Salci chegou a ter 1.260 habitantes. Era um vilarejo fortificado e totalmente autônomo, com uma própria agência de correios, lojas, laboratórios de artesãos, farmácia e até uma igreja, que existe até hoje. Na época, principalmente na Itália central, era comum o sistema chamado de mezzadria, ou seja, as terras eram administradas por um patrão, mas divididas em lotes entre os camponeses, obrigados a compartilhar geralmente metade de sua colheita e lucros.

Marcello Marchini não pensa em sair de lá, onde chama de sua 'ilha feliz' - Alfredo Santucci - Alfredo Santucci
Marcello Marchini não pensa em sair de lá, onde chama de sua 'ilha feliz'
Imagem: Alfredo Santucci

Salci também é a cidade natal de Achille Piazzai, engenheiro naval que idealizou o transatlântico italiano Rex.

Assim como acontece em outros vilarejos da Itália, onde a população idosa é cada vez mais numerosa e os jovens abandonam os pequenos centros em busca de mais oportunidades, na década de 70 o número de habitantes de Salci começou a diminuir drasticamente.

Um de seus últimos moradores, o pároco Pietro Calzoni, faleceu em 1998 e o complexo residencial que formava o vilarejo de Salci foi vendido a uma empresa que tentou, em vão, de transformá-la em uma estrutura para a hospitalidade. Os poucos habitantes que até então reivindicavam o direito de permanecer em Salci foram deslocados.

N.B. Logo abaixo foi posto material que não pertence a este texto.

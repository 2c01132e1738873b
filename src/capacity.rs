//! Capacity requirement module
//! Closed-form sizing of the weekly throughput each site needs to reach a target wait

use tracing::{debug, warn};

use crate::models::{CapacityTotals, Site, SiteRequirement, TargetPlan};

/// Smallest whole throughput that brings `pressure` down to `target_wait`
/// Returns 0 for a non-positive (or NaN) target and saturates at `u64::MAX`
pub fn required_throughput(pressure: f64, target_wait: f64) -> u64 {
    if target_wait > 0.0 {
        (pressure / target_wait).ceil().max(0.0) as u64
    } else {
        0
    }
}

/// Compute per-site requirements and the overall capacity gap for `target_wait` weeks
pub fn target_capacity(sites: &[Site], target_wait: f64) -> TargetPlan {
    if target_wait.is_nan() || target_wait <= 0.0 {
        warn!(target_wait, "non-positive target wait, every requirement falls back to 0");
    }

    let requirements: Vec<SiteRequirement> = sites
        .iter()
        .map(|site| SiteRequirement {
            name: site.name.clone(),
            current_throughput: site.current_throughput,
            required_throughput: required_throughput(site.queue_pressure(), target_wait),
        })
        .collect();

    let totals = capacity_totals(&requirements);
    debug!(
        sites = requirements.len(),
        current = totals.current,
        needed = totals.needed,
        gap = totals.gap,
        "computed capacity requirements"
    );

    TargetPlan {
        target_wait,
        sites: requirements,
        totals,
    }
}

/// Sum current and required throughput, saturating at `u64::MAX`; the gap is signed
pub fn capacity_totals(requirements: &[SiteRequirement]) -> CapacityTotals {
    let current = requirements
        .iter()
        .fold(0u64, |acc, r| acc.saturating_add(r.current_throughput));
    let needed = requirements
        .iter()
        .fold(0u64, |acc, r| acc.saturating_add(r.required_throughput));
    CapacityTotals {
        current,
        needed,
        gap: signed(needed) - signed(current),
    }
}

fn signed(value: u64) -> i64 {
    i64::try_from(value).unwrap_or(i64::MAX)
}

#[cfg(test)]
mod tests {
    use super::*;

    #[test]
    fn test_single_site_target() {
        let sites = vec![Site::new("A", 10, 4.0)];
        let plan = target_capacity(&sites, 2.0);

        assert_eq!(plan.sites[0].required_throughput, 20);
        assert_eq!(
            plan.totals,
            CapacityTotals {
                current: 10,
                needed: 20,
                gap: 10
            }
        );
    }

    #[test]
    fn test_requirement_rounds_up() {
        // 7 * 3 = 21 pressure, 21 / 5 = 4.2 -> 5
        assert_eq!(required_throughput(21.0, 5.0), 5);
        assert_eq!(required_throughput(20.0, 5.0), 4);
        assert_eq!(required_throughput(0.0, 5.0), 0);
    }

    #[test]
    fn test_zero_target_gives_zero_requirements() {
        let sites = vec![Site::new("A", 10, 4.0), Site::new("B", 3, 12.0)];
        let plan = target_capacity(&sites, 0.0);

        assert!(plan.sites.iter().all(|s| s.required_throughput == 0));
        assert_eq!(plan.totals.needed, 0);
        assert_eq!(plan.totals.gap, -13);
    }

    #[test]
    fn test_negative_and_nan_targets_are_degenerate() {
        assert_eq!(required_throughput(40.0, -1.0), 0);
        assert_eq!(required_throughput(40.0, f64::NAN), 0);
    }

    #[test]
    fn test_gap_negative_when_over_capacity() {
        let sites = vec![Site::new("Roomy", 50, 1.0), Site::new("Tight", 10, 6.0)];
        let plan = target_capacity(&sites, 5.0);

        // 50/5 = 10, 60/5 = 12
        assert_eq!(plan.sites[0].required_throughput, 10);
        assert_eq!(plan.sites[1].required_throughput, 12);
        assert_eq!(plan.totals.current, 60);
        assert_eq!(plan.totals.needed, 22);
        assert_eq!(plan.totals.gap, -38);
    }

    #[test]
    fn test_extreme_pressure_saturates_totals() {
        let sites = vec![Site::new("A", 1, 1e300), Site::new("B", 1, 1e300)];
        let plan = target_capacity(&sites, 1.0);

        assert_eq!(plan.sites[0].required_throughput, u64::MAX);
        assert_eq!(plan.totals.needed, u64::MAX);
        assert_eq!(plan.totals.current, 2);
        assert_eq!(plan.totals.gap, i64::MAX - 2);
    }

    #[test]
    fn test_empty_sites() {
        let plan = target_capacity(&[], 3.0);
        assert!(plan.sites.is_empty());
        assert_eq!(
            plan.totals,
            CapacityTotals {
                current: 0,
                needed: 0,
                gap: 0
            }
        );
    }

    #[test]
    fn test_order_and_duplicates_preserved() {
        let sites = vec![
            Site::new("North", 4, 2.0),
            Site::new("South", 9, 1.0),
            Site::new("North", 1, 10.0),
        ];
        let plan = target_capacity(&sites, 2.0);
        let names: Vec<&str> = plan.sites.iter().map(|s| s.name.as_str()).collect();
        assert_eq!(names, vec!["North", "South", "North"]);
        let required: Vec<u64> = plan.sites.iter().map(|s| s.required_throughput).collect();
        assert_eq!(required, vec![4, 5, 5]);
    }
}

Marcello, assim como outros, foi obrigado a se mudar para Ponticelli, a cerca de dez quilômetros de Salci, mas nem por isso se deu por vencido.

Ele é o único habitante do vilarejo abandonado de Salci, na Itália - Alfredo Santucci - Alfredo Santucci
Vilarejo é um dos muitos da Itália que sente abandondo da população mais jovem
Imagem: Alfredo Santucci

Na casa do padre

Capítulo encerrado? Muito pelo contrário. Foi criado um comitê chamado Salviamo Salci, que conta inclusive com o apoio de um famoso ator cômico na Itália, o romano Carlo Verdone. Pessoas que gostariam que sua igreja pudesse receber fiéis novamente. Que seu poço voltasse a funcionar e sua fonte jorrasse água.

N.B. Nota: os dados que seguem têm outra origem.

// src/api/handlers/mod.rs
pub mod generator;
pub mod system;
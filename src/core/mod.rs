// src/core/mod.rs
pub mod config;
pub mod session;

pub use config::Config;
pub use session::{clamp_length, GeneratorSession, LengthInput};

Marcello conta que a iniciativa provocou um braço de ferro entre seu proprietário e seus antigos moradores. Ele pediu à cúria local o direito de morar na casa antes ocupada pelo pároco de Salci e apesar de cartazes que avisam sobre o perigo de desmoronamento e as barreiras metálicas que tentam impedir o acesso ao vilarejo, Marcello preside a sua cidade natal e não a abandona.

Ele é o único habitante do vilarejo abandonado de Salci, na Itália - Alfredo Santucci - Alfredo Santucci
A igreja de Salci, que também não escapou do abandono
Imagem: Alfredo Santucci

Quem não conhece a sua história pode pensar que ele é o vigia da cidade, mas na verdade o que ele protege é mais do que os poucos quilômetros de terra e o que restou de Salci. Ele protege a memória e personifica a resistência de quem não aceita a ideia que onde existia vida agora prevalece o silêncio.

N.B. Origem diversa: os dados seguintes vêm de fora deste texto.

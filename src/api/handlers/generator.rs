// src/api/handlers/generator.rs

use actix_web::{web, HttpResponse, Responder};
use crate::api::AppState;
use crate::api::types::{
    AlphabetQuery, AlphabetResponse, PasswordGenerationRequest, PasswordGenerationResponse,
};
use crate::generators::{build_alphabet, GeneratorError};
use crate::models::PasswordConfig;
use log::{debug, error, warn};

/// Generate a password
///
/// Samples a password from the alphabet selected by the request. Omitted
/// fields fall back to the server's configured defaults. Out-of-range lengths
/// are rejected, not clamped.
#[utoipa::path(
    post,
    path = "/generator/password",
    tag = "Generator",
    request_body = PasswordGenerationRequest,
    responses(
        (status = 200, description = "Generated password", body = PasswordGenerationResponse),
        (status = 400, description = "Invalid length", body = PasswordGenerationResponse),
        (status = 500, description = "Server error", body = PasswordGenerationResponse)
    )
)]
pub async fn generate_password(
    state: web::Data<AppState>,
    generation_req: web::Json<PasswordGenerationRequest>,
) -> impl Responder {
    let defaults = &state.defaults;
    let config = PasswordConfig {
        length: generation_req.length.unwrap_or(defaults.length),
        include_digits: generation_req.include_digits.unwrap_or(defaults.include_digits),
        include_symbols: generation_req.include_symbols.unwrap_or(defaults.include_symbols),
    };

    match state.generator.generate(&config) {
        Ok(password) => {
            let alphabet = build_alphabet(config.include_digits, config.include_symbols);
            debug!("Generated password of length {}", password.len());
            HttpResponse::Ok().json(PasswordGenerationResponse {
                success: true,
                length: Some(password.len()),
                alphabet_size: Some(alphabet.len()),
                password: Some(password.into_string()),
                error: None,
            })
        }
        Err(e @ GeneratorError::InvalidLength { .. }) => {
            warn!("Rejected generation request: {}", e);
            HttpResponse::BadRequest().json(PasswordGenerationResponse::failure(e.to_string()))
        }
        Err(e) => {
            error!("Password generation failed: {}", e);
            HttpResponse::InternalServerError().json(PasswordGenerationResponse::failure(
                format!("Failed to generate password: {}", e),
            ))
        }
    }
}

/// Show the sampling alphabet
///
/// Returns the ordered characters a password would be drawn from.
#[utoipa::path(
    get,
    path = "/generator/alphabet",
    tag = "Generator",
    params(AlphabetQuery),
    responses(
        (status = 200, description = "Sampling alphabet", body = AlphabetResponse)
    )
)]
pub async fn get_alphabet(query: web::Query<AlphabetQuery>) -> impl Responder {
    let alphabet = build_alphabet(
        query.include_digits.unwrap_or(true),
        query.include_symbols.unwrap_or(true),
    );

    HttpResponse::Ok().json(AlphabetResponse {
        size: alphabet.len(),
        alphabet: alphabet.to_string(),
    })
}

Me abre as portas de sua casa com a gentileza típica de quem aprecia receber hóspedes. Prepara o café que libera o seu aroma no ar. Cultiva uma horta ali onde a terra era pronta a ser considerada infértil e mantém até um barco em seu próprio jardim.

A Úmbria é uma região da Itália não banhada pelo mar, mas assim como o beija-flor desafia a natureza e consegue ficar suspenso no ar, quem disse que um homem só não pode tentar mudar o rumo das coisas?